- Exercise details
Check each line of the data for "loops" and select those that have it.

- Data supplied
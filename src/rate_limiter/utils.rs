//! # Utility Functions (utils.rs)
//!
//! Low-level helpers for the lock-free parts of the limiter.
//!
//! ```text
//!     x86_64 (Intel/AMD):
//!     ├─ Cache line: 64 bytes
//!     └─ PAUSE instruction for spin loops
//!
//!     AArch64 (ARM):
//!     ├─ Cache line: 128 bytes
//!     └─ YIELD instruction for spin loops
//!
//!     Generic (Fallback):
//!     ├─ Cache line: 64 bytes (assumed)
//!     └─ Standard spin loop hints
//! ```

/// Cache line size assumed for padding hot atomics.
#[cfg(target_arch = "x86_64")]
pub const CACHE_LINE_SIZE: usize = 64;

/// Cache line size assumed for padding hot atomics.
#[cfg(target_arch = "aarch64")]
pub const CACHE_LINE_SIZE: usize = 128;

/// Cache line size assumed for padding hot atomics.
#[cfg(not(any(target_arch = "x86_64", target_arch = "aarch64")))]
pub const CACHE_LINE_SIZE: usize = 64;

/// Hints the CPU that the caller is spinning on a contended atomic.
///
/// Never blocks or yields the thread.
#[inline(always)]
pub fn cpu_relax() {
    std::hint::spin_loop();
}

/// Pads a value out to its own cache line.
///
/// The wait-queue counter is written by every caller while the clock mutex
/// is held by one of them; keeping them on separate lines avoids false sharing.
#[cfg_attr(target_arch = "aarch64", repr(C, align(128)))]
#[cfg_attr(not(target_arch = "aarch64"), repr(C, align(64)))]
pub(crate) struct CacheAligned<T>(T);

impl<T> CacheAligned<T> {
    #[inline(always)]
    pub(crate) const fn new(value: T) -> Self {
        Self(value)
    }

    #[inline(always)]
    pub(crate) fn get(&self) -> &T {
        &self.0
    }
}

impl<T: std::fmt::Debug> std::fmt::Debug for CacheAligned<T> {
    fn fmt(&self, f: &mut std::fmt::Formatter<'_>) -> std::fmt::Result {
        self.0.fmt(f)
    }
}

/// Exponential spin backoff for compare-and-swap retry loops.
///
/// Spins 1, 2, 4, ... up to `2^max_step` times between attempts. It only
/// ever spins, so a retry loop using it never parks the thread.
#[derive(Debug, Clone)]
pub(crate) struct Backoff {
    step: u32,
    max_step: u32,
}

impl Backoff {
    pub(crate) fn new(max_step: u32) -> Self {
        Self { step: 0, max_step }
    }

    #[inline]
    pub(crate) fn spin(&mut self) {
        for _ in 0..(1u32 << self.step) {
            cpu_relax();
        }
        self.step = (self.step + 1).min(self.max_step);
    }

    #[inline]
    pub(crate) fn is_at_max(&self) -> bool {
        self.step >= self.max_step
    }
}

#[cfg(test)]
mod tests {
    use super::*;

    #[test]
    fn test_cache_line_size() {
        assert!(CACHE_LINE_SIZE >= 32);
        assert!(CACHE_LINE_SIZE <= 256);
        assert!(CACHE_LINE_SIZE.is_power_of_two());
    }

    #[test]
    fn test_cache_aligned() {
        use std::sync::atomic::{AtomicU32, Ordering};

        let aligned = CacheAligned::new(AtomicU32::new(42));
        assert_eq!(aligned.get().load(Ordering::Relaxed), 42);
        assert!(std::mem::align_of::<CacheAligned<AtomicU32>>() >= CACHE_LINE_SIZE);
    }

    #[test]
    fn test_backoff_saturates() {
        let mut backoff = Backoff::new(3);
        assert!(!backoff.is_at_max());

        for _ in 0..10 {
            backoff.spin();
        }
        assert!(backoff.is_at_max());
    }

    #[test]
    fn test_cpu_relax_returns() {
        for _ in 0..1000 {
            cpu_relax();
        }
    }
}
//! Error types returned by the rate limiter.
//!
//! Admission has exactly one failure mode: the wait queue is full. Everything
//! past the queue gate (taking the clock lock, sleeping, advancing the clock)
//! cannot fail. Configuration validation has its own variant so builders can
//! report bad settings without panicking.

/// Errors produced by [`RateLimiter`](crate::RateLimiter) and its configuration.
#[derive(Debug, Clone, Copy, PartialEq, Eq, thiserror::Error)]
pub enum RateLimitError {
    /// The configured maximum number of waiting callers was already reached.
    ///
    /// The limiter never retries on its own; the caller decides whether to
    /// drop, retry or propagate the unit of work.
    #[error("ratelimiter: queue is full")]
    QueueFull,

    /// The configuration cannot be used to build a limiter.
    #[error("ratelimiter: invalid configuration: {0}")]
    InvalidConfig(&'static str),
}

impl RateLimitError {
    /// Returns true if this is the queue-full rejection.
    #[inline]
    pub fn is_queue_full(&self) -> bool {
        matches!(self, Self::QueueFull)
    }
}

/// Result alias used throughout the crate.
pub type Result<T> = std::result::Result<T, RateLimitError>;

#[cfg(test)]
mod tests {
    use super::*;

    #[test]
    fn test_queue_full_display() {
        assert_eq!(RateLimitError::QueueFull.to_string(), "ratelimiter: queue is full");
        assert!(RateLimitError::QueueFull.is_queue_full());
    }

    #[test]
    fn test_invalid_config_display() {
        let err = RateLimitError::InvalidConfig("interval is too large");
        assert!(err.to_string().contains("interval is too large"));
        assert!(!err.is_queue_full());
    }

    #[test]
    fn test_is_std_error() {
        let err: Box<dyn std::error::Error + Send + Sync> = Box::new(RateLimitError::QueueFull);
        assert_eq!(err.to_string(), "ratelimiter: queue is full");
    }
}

* * *

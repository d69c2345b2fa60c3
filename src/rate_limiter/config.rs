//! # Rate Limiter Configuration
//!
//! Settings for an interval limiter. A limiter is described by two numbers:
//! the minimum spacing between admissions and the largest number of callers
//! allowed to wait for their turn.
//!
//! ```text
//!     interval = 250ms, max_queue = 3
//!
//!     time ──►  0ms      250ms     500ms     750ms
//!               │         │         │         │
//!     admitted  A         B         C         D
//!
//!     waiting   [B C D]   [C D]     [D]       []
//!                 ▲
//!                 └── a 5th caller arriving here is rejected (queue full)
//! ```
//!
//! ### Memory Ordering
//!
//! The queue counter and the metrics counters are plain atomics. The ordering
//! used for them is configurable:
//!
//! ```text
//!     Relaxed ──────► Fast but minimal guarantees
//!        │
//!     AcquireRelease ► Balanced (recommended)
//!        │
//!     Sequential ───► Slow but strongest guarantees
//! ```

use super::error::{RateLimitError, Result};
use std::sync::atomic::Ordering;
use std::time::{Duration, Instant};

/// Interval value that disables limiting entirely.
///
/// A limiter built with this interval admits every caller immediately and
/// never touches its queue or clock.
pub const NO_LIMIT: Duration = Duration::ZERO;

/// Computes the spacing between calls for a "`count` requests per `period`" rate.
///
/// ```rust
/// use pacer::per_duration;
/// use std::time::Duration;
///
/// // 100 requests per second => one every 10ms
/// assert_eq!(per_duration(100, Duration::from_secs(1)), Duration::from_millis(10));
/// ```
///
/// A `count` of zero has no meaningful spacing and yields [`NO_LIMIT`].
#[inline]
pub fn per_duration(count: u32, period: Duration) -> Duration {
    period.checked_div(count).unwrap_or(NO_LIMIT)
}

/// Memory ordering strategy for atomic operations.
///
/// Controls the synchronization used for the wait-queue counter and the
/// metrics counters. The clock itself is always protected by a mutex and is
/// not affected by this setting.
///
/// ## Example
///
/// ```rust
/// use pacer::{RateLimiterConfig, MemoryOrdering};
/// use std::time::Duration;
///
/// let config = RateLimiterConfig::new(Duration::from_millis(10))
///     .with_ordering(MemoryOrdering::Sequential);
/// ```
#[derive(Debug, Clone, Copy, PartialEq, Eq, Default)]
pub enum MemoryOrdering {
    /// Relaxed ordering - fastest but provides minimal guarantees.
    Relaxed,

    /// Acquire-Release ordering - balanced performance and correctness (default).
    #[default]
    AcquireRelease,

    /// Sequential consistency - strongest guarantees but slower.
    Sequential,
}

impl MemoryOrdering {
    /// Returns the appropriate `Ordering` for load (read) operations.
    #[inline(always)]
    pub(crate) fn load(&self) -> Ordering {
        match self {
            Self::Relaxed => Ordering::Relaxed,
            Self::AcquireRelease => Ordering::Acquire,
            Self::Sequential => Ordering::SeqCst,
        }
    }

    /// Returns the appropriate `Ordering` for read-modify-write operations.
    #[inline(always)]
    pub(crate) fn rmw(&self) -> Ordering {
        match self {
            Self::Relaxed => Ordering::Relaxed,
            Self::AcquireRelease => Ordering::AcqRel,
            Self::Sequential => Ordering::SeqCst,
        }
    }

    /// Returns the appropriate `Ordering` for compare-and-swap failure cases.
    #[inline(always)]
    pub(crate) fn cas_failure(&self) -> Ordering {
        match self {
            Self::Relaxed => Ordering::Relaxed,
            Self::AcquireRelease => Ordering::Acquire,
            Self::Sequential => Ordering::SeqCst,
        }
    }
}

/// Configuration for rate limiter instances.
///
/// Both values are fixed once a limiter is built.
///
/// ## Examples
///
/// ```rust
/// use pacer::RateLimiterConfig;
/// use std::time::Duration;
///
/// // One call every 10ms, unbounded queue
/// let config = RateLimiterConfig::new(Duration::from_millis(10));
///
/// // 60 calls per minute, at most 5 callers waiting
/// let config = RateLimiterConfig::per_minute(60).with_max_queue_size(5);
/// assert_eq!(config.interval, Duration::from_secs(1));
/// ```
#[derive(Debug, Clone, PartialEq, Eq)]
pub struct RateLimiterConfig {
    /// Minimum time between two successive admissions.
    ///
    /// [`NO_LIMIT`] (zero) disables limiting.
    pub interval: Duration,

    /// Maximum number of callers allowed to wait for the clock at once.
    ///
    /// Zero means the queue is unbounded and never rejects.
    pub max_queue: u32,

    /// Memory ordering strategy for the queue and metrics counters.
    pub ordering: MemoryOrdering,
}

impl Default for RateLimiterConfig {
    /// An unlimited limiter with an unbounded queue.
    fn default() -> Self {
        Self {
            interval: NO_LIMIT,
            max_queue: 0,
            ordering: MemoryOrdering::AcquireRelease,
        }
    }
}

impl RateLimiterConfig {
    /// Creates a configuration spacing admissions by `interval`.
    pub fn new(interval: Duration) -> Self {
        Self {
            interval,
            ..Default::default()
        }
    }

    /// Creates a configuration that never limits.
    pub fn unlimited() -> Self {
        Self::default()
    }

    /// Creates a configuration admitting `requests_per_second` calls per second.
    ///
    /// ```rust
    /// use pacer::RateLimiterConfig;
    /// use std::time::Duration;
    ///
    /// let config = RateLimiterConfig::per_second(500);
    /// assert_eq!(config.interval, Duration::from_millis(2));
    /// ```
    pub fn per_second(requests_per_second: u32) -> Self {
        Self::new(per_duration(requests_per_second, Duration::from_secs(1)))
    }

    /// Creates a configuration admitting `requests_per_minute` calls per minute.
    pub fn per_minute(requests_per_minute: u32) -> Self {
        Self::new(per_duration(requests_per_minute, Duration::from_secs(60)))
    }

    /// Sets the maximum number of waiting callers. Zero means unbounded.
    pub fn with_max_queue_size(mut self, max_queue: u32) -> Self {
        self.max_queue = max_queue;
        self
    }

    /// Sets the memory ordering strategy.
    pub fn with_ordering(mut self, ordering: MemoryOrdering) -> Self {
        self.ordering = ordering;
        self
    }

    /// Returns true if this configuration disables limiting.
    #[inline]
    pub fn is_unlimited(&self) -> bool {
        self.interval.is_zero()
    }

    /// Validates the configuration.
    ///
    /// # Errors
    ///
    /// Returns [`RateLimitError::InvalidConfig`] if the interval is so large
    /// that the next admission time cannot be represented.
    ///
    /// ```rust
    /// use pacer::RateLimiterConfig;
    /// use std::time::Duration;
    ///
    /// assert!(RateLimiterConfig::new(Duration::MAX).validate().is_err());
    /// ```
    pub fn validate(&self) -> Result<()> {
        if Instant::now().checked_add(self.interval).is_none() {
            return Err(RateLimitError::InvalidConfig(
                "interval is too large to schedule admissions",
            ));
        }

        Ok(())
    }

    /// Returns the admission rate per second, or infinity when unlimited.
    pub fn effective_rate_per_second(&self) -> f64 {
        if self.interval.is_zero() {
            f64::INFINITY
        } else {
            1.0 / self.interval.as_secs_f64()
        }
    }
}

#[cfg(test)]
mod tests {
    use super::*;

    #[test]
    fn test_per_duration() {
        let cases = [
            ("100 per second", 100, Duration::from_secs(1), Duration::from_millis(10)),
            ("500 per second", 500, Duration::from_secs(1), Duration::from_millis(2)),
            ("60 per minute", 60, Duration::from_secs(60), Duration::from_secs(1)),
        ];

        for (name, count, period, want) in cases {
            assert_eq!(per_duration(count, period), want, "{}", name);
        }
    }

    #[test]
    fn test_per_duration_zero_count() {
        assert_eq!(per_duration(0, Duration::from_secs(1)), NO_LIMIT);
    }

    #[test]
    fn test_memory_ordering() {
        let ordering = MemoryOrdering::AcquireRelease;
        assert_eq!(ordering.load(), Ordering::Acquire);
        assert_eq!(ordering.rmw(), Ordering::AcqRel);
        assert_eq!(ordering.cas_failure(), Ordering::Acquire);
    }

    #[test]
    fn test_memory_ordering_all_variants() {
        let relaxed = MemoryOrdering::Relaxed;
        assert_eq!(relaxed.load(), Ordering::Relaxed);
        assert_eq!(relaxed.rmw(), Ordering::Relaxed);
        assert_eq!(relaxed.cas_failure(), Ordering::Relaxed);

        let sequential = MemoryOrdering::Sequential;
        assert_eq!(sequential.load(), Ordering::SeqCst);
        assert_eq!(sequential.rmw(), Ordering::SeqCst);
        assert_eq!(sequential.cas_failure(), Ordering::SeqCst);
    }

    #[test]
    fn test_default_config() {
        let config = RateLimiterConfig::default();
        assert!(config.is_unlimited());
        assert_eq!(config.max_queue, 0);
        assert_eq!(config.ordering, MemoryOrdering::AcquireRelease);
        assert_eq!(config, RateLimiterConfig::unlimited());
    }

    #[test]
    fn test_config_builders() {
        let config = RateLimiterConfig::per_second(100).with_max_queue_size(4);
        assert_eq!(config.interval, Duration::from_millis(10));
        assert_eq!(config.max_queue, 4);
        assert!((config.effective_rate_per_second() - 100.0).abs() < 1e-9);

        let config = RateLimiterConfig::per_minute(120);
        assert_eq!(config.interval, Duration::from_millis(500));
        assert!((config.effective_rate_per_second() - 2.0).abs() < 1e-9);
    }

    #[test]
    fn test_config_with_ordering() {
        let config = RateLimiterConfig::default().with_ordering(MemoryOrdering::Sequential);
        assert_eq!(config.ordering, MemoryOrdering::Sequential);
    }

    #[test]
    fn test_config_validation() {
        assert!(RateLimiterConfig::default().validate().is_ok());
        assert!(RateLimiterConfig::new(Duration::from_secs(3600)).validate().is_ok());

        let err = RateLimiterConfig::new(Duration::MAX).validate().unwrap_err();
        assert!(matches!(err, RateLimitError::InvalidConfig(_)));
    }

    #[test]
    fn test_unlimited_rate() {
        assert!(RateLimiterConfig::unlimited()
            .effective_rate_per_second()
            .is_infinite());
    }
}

- Answer to the exercise
//!     └─ PAUSE instruction for spin loops
//!     └─ YIELD instruction for spin loops
/// Exponential spin backoff for compare-and-swap retry loops.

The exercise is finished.